- **WHAT THE EXERCISE ASKS**: Write out every line from the listing below where the string "Result" is found.
^^^^
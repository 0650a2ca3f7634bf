//! Error types for netplay-vis.

use thiserror::Error;

use crate::playback::PlaybackState;

/// Result type for netplay-vis operations.
pub type Result<T> = std::result::Result<T, Error>;

/// Errors that can occur while driving a network view.
#[derive(Debug, Error)]
pub enum Error {
    /// A state change that the playback table does not allow.
    #[error("invalid playback transition: {from} -> {to}")]
    InvalidTransition {
        from: PlaybackState,
        to: PlaybackState,
    },

    /// Malformed configuration value.
    #[error("invalid configuration: {0}")]
    Config(String),

    /// The persistence layer refused a write.
    #[error("persistence error: {0}")]
    Persistence(String),

    /// A job that cannot be queued.
    #[error("invalid job: {0}")]
    InvalidJob(String),

    /// No network with this guid.
    #[error("network not found: {0}")]
    NetworkNotFound(String),

    /// The network exists but is not open for shared viewing.
    #[error("network is not shared: {0}")]
    NotShared(String),

    /// Topology error
    #[error("topology error: {0}")]
    Topology(#[from] netplay_topology::Error),

    /// Serialization error
    #[error("serialization error: {0}")]
    Serialization(#[from] serde_json::Error),

    /// IO error
    #[error("IO error: {0}")]
    Io(#[from] std::io::Error),
}
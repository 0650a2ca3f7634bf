//! Device kinds that can be dropped onto the canvas.

use std::fmt;
use std::str::FromStr;

use crate::error::Error;

/// Kind of network device.
#[derive(Debug, Clone, Copy, PartialEq, Eq, Hash)]
#[cfg_attr(feature = "serde", derive(serde::Serialize, serde::Deserialize))]
#[cfg_attr(feature = "serde", serde(rename_all = "snake_case"))]
pub enum DeviceType {
    /// End station
    Host,
    /// Layer-2 switch
    L2Switch,
    /// Layer-1 hub
    L1Hub,
}

impl DeviceType {
    /// Every device kind, in palette order.
    pub const ALL: [Self; Self::COUNT] = [Self::Host, Self::L2Switch, Self::L1Hub];

    /// Number of device kinds.
    pub const COUNT: usize = 3;

    /// Wire name, as used by the palette and the persisted document.
    pub const fn as_str(&self) -> &'static str {
        match self {
            DeviceType::Host => "host",
            DeviceType::L2Switch => "l2_switch",
            DeviceType::L1Hub => "l1_hub",
        }
    }

    /// Prefix of the node ids issued for this kind.
    pub const fn id_prefix(&self) -> &'static str {
        match self {
            DeviceType::Host => "host_",
            DeviceType::L2Switch => "l2sw",
            DeviceType::L1Hub => "l1hub",
        }
    }

    pub(crate) const fn index(&self) -> usize {
        match self {
            DeviceType::Host => 0,
            DeviceType::L2Switch => 1,
            DeviceType::L1Hub => 2,
        }
    }
}

impl fmt::Display for DeviceType {
    fn fmt(&self, f: &mut fmt::Formatter<'_>) -> fmt::Result {
        f.write_str(self.as_str())
    }
}

impl FromStr for DeviceType {
    type Err = Error;

    fn from_str(s: &str) -> Result<Self, Self::Err> {
        Self::ALL
            .into_iter()
            .find(|kind| kind.as_str() == s)
            .ok_or_else(|| Error::UnknownDevice(s.to_string()))
    }
}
^^^^
- **EXERCISE SOLUTION**:
/// Result type for netplay-vis operations.
pub type Result<T> = std::result::Result<T, Error>;
    fn fmt(&self, f: &mut fmt::Formatter<'_>) -> fmt::Result {
    fn from_str(s: &str) -> Result<Self, Self::Err> {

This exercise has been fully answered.